%%
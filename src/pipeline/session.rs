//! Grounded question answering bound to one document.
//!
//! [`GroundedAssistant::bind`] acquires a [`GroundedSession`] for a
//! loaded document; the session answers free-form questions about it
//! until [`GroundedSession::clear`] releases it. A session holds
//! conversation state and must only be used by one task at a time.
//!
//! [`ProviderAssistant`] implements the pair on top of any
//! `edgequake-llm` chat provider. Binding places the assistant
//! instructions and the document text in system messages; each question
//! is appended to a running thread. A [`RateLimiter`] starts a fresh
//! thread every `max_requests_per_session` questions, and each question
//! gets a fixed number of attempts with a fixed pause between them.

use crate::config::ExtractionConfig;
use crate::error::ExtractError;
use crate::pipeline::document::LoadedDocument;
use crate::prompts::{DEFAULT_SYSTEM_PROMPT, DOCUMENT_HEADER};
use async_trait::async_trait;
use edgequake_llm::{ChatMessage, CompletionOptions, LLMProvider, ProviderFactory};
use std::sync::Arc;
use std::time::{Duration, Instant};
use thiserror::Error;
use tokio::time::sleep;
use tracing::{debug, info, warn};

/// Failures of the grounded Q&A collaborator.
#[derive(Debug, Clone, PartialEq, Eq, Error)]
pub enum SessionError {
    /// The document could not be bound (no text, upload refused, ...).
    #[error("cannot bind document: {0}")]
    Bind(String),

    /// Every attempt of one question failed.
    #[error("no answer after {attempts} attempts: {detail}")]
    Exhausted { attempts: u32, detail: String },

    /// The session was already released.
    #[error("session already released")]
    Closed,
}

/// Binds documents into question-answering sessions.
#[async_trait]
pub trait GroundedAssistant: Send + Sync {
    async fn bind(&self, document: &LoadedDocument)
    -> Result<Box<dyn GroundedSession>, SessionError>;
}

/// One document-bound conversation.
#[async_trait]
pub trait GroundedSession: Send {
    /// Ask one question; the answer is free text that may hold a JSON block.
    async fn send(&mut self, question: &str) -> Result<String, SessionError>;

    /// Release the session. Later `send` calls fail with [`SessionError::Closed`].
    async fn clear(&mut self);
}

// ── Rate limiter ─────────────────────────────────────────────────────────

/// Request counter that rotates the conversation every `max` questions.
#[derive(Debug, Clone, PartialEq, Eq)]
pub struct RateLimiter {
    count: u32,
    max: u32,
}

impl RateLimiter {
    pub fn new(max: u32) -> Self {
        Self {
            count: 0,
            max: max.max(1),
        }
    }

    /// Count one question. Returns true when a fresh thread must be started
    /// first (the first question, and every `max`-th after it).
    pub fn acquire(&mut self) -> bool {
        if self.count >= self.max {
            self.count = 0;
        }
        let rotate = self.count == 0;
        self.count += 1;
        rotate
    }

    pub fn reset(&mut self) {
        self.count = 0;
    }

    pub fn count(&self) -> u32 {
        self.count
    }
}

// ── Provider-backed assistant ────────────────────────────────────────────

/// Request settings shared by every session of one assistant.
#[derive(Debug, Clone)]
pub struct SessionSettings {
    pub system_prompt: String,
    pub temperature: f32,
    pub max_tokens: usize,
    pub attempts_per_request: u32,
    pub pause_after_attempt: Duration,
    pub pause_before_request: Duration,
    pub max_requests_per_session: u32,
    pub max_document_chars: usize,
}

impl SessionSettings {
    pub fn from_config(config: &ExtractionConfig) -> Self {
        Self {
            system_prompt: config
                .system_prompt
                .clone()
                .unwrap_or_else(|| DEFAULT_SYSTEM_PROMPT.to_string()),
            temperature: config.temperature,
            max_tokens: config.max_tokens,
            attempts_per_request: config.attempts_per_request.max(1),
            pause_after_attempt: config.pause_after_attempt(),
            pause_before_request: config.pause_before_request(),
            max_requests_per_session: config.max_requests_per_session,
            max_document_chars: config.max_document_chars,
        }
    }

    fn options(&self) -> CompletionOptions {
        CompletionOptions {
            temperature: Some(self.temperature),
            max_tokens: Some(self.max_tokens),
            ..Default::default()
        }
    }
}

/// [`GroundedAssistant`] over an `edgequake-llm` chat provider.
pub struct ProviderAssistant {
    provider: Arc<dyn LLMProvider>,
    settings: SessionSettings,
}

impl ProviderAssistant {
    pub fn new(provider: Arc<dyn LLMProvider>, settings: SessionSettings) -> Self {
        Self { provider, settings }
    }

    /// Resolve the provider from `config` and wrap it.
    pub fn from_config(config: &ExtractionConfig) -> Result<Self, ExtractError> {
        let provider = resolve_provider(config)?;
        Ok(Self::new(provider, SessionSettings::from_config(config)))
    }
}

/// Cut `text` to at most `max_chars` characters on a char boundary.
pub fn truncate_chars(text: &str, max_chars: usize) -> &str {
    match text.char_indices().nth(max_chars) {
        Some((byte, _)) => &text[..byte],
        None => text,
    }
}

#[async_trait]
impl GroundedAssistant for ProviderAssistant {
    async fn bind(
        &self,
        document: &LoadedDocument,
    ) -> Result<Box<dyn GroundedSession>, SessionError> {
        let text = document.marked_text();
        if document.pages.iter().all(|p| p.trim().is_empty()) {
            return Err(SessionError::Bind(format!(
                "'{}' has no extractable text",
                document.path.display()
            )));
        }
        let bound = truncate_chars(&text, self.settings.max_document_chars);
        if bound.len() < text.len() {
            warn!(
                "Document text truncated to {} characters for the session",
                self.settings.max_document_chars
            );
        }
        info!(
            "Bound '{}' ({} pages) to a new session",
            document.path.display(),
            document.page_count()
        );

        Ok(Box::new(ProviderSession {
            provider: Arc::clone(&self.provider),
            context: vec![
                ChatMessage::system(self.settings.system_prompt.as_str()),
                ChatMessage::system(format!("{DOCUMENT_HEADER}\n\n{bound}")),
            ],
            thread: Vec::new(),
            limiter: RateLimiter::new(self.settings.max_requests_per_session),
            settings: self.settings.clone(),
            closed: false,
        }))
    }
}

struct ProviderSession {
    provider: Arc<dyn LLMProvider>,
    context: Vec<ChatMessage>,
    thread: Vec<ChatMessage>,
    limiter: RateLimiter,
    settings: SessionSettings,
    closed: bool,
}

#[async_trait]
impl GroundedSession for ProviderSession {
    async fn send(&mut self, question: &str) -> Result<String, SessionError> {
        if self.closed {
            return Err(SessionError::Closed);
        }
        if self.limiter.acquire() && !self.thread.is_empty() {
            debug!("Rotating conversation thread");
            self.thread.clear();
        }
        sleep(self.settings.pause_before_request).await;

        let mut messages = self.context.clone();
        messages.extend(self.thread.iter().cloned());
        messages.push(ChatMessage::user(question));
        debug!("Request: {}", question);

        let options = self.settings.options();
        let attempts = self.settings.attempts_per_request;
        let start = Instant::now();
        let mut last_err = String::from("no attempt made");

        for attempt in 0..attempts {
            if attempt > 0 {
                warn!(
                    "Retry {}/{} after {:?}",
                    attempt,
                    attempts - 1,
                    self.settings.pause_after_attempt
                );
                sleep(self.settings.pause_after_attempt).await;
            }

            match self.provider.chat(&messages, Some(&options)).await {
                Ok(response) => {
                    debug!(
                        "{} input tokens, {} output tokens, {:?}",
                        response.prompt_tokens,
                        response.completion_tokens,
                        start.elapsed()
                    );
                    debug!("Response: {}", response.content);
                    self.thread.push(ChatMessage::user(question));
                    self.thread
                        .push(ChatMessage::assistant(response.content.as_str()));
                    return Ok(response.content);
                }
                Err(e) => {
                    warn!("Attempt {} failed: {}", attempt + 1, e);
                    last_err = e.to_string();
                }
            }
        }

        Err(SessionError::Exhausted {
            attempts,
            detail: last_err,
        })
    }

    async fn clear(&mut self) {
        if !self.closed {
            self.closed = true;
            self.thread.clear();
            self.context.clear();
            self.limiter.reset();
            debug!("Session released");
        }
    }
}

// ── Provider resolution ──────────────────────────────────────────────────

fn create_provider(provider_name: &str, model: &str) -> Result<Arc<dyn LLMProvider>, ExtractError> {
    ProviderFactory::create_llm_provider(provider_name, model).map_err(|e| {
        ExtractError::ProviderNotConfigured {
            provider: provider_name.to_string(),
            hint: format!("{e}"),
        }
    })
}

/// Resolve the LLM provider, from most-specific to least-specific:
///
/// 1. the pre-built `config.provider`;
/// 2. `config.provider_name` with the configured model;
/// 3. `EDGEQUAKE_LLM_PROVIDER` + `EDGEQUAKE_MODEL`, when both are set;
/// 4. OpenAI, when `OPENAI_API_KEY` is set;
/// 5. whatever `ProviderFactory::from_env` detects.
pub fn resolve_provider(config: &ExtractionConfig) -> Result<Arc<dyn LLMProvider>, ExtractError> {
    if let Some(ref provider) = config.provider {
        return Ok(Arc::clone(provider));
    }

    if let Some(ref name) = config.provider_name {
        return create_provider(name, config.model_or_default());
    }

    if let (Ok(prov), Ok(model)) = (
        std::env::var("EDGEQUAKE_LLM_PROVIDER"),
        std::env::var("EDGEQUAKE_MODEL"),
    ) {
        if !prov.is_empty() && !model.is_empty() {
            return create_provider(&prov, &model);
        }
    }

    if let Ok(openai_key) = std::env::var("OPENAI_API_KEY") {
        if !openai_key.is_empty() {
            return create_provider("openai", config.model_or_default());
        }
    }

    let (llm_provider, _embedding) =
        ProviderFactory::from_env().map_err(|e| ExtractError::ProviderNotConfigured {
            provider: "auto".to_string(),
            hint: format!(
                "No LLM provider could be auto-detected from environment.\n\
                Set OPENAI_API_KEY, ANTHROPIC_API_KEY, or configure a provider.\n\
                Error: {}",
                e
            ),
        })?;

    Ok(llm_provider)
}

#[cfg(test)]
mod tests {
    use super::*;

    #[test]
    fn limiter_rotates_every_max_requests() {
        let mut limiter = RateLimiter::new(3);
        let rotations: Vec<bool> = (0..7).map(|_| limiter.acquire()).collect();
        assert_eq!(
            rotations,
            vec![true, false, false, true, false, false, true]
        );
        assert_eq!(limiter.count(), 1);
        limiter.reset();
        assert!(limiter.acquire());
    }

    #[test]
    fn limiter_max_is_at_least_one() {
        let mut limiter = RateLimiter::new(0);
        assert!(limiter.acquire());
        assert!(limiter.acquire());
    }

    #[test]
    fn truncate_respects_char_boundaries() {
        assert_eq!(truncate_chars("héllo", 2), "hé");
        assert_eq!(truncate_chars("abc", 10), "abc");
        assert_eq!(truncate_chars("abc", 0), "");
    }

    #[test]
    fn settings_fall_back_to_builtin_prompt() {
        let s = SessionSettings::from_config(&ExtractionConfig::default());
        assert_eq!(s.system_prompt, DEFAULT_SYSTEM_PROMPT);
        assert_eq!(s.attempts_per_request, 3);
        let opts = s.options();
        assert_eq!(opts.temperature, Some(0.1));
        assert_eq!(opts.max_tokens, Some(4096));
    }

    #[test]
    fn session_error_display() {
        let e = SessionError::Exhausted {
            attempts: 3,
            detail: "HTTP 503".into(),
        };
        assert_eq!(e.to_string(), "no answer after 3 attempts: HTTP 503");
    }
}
%%
%%
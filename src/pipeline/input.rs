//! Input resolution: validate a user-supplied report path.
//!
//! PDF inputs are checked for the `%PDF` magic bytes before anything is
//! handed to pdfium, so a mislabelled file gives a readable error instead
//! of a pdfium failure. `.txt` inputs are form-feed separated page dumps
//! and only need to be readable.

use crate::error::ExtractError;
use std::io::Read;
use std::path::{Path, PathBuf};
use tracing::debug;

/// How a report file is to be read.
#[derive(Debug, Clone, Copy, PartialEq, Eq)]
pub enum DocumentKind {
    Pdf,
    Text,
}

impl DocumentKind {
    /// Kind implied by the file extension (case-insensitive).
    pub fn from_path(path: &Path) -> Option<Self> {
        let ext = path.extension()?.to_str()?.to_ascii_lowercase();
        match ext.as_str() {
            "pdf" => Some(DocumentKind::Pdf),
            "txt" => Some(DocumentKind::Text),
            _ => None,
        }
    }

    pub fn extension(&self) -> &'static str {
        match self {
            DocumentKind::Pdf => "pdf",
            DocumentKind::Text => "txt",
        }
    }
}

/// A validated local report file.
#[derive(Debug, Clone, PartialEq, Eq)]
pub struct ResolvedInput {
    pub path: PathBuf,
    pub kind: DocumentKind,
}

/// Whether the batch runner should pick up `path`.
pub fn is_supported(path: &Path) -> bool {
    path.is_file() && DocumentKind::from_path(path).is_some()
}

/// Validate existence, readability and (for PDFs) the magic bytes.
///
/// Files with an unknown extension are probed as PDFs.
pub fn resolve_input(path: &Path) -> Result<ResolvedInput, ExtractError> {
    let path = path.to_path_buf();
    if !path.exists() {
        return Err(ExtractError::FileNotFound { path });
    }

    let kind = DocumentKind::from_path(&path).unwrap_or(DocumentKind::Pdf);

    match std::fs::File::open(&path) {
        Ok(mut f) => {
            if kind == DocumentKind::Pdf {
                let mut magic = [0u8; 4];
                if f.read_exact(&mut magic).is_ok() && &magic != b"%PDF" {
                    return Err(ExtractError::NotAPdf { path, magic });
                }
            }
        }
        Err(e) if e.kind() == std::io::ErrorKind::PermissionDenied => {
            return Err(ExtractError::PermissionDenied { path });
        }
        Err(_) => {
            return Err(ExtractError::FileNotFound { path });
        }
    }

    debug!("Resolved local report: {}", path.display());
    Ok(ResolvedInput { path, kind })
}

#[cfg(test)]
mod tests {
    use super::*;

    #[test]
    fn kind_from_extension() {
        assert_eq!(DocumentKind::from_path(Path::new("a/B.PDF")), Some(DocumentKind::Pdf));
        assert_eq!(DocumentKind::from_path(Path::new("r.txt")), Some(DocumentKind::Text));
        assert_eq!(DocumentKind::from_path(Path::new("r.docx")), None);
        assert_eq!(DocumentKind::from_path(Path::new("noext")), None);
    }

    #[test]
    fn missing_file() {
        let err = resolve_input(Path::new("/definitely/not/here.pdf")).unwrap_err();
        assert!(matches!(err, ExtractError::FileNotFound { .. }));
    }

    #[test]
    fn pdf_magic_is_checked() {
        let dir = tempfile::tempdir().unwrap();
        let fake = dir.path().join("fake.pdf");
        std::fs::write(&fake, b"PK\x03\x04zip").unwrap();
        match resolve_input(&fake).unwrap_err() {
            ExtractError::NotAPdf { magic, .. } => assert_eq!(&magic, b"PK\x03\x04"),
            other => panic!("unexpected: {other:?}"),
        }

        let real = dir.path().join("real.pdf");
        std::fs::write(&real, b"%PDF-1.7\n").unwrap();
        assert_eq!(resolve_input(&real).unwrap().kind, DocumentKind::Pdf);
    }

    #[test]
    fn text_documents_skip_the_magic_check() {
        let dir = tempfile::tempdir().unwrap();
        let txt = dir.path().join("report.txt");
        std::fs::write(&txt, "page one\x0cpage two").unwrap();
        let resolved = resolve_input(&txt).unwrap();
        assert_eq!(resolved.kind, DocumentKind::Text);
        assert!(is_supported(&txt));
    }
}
%%
%%
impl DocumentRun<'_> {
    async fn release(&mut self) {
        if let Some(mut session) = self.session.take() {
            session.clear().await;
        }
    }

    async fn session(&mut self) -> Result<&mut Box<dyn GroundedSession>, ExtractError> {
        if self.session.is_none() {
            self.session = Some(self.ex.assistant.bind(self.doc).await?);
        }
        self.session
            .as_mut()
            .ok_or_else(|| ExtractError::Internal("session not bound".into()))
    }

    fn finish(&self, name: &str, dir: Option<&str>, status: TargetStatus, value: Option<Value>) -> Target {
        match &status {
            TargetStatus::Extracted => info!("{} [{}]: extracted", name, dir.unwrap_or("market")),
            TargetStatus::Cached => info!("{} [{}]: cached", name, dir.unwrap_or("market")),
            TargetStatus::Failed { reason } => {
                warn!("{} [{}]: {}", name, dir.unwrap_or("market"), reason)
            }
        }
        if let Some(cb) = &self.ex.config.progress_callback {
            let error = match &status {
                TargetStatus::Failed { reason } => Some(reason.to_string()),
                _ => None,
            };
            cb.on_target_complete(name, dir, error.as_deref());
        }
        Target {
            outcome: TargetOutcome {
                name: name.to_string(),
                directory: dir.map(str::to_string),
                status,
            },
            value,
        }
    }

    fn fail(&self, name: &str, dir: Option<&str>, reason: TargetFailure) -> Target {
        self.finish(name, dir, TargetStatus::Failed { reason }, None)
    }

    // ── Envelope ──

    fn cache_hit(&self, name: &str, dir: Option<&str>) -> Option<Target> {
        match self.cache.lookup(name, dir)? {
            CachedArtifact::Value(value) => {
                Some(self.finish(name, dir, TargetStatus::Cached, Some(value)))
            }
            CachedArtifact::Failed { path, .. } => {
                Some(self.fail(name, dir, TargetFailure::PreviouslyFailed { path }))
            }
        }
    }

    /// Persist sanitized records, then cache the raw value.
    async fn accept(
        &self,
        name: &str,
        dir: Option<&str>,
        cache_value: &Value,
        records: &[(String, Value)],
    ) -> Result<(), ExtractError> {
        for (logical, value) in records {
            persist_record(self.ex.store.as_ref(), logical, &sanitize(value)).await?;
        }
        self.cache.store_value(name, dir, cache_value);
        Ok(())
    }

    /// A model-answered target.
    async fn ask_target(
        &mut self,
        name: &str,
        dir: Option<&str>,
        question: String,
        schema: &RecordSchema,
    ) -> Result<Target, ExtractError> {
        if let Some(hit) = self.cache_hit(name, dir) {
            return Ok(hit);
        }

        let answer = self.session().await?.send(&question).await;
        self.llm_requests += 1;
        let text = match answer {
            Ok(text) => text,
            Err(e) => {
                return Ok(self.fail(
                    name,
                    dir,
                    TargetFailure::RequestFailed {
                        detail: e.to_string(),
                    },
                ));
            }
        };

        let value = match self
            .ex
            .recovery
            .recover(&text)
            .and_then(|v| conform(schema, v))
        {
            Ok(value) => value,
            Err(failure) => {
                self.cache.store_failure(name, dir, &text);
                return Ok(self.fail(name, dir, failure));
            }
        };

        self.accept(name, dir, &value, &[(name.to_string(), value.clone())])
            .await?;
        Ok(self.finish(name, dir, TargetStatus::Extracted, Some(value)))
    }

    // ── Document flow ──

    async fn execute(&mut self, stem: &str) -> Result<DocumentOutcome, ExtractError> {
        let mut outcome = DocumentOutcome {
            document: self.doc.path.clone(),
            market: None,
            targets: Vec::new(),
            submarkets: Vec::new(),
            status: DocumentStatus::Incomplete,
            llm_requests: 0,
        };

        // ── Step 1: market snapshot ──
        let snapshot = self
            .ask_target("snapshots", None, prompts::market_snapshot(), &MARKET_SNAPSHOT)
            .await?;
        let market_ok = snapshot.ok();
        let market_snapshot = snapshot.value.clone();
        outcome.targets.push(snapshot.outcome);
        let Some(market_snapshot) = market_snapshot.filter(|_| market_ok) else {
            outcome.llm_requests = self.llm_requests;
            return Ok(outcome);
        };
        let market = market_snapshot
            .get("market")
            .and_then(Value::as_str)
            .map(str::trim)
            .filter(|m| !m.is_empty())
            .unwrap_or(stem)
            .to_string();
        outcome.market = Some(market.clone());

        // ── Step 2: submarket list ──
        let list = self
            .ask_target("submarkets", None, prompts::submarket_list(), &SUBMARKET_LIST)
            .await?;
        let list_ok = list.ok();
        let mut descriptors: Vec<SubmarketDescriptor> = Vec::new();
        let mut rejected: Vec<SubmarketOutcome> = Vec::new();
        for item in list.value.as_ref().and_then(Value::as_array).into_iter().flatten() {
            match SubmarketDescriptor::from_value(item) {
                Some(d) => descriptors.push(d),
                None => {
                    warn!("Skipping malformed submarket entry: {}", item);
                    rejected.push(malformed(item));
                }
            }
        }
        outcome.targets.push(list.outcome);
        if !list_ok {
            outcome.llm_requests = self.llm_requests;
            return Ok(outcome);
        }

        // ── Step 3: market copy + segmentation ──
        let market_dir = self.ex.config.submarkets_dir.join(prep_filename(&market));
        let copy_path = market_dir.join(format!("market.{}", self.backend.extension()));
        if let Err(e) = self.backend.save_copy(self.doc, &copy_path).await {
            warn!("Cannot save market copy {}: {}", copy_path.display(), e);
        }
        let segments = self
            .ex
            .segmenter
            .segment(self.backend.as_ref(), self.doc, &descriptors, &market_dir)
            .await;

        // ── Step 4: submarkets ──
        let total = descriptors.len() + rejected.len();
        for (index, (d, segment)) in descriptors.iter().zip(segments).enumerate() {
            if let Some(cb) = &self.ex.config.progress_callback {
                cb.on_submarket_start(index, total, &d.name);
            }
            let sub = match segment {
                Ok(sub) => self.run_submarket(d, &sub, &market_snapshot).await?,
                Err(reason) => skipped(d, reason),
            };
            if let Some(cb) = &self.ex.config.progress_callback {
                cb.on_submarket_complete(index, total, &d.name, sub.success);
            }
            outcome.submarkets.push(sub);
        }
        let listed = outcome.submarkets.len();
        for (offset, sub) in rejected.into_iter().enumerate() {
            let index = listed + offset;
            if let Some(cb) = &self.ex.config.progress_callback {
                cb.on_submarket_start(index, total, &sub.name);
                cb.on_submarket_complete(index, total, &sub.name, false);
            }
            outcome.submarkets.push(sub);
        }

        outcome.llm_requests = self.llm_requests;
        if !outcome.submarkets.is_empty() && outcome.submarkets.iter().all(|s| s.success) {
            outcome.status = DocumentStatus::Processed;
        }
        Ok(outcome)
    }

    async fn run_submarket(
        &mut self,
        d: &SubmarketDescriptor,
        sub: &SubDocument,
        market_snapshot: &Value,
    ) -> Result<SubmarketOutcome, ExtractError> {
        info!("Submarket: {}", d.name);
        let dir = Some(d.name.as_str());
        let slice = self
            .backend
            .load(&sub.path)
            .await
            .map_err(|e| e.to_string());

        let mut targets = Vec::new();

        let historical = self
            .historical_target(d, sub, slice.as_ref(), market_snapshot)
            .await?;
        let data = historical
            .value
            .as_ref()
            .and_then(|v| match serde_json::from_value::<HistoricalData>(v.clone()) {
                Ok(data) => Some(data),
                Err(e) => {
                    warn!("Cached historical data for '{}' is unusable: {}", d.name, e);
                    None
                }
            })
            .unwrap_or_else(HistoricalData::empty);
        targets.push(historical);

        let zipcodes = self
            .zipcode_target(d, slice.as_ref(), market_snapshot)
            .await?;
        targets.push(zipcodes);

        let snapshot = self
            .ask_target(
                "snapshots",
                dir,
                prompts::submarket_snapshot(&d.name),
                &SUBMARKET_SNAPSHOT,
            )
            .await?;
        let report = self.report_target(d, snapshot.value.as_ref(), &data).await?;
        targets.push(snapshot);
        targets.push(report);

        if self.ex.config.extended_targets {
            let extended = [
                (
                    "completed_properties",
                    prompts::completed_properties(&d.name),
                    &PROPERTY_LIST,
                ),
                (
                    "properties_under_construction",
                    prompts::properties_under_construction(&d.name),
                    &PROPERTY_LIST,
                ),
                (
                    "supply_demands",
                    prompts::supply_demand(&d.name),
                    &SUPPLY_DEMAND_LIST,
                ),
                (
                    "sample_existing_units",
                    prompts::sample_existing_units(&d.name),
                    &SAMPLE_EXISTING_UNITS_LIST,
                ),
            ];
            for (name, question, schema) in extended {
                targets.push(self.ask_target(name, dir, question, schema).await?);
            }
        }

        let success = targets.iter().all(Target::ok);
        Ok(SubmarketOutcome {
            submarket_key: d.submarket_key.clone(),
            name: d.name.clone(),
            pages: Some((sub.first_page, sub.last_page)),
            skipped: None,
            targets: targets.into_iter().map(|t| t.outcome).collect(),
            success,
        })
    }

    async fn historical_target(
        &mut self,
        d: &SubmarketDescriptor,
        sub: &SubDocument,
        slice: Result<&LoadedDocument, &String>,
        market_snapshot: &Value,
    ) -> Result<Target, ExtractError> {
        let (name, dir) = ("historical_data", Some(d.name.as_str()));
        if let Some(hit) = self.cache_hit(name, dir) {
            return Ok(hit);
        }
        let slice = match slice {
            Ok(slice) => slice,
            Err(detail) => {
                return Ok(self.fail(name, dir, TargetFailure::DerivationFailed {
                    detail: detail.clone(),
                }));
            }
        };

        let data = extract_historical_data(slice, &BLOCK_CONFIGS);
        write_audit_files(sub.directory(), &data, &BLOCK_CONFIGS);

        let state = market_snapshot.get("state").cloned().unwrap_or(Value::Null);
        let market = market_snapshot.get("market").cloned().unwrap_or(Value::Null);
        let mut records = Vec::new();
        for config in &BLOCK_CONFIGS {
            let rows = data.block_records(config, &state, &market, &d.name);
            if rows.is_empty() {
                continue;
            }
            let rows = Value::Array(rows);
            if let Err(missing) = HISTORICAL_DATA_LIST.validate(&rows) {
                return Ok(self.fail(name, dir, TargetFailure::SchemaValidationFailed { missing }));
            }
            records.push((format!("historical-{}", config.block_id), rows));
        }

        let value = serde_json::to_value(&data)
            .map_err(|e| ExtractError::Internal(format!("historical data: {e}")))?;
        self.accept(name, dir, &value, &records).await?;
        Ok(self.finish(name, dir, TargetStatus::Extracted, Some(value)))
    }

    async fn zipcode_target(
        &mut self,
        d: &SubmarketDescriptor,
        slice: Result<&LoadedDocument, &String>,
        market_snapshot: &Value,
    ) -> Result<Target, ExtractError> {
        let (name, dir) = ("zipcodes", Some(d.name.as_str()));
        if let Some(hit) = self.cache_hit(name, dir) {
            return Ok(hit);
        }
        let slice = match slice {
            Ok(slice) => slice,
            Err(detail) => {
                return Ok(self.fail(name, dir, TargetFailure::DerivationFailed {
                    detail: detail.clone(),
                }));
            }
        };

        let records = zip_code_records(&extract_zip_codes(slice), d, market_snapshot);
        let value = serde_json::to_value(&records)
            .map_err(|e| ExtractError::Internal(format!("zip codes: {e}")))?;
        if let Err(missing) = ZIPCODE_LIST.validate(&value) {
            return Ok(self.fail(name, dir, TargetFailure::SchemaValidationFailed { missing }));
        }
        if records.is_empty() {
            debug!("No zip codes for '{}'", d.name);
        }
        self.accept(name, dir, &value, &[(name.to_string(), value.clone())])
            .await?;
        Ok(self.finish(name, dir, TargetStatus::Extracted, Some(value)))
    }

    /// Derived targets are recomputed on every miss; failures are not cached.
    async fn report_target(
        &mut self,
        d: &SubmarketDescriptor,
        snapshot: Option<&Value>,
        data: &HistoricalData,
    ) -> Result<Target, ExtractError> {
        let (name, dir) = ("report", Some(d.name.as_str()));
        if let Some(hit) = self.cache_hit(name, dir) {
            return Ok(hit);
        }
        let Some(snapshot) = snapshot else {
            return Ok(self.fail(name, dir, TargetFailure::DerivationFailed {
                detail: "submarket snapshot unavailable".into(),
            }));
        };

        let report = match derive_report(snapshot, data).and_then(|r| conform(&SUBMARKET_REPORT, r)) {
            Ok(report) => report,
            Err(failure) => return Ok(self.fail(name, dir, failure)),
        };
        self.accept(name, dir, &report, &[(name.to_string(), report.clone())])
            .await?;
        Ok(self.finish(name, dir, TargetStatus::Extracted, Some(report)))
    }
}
%%
[What to do] The required answer is the number of lines in the listing above that contain the word "fresh", with nothing added.

[Result of the exercise] 2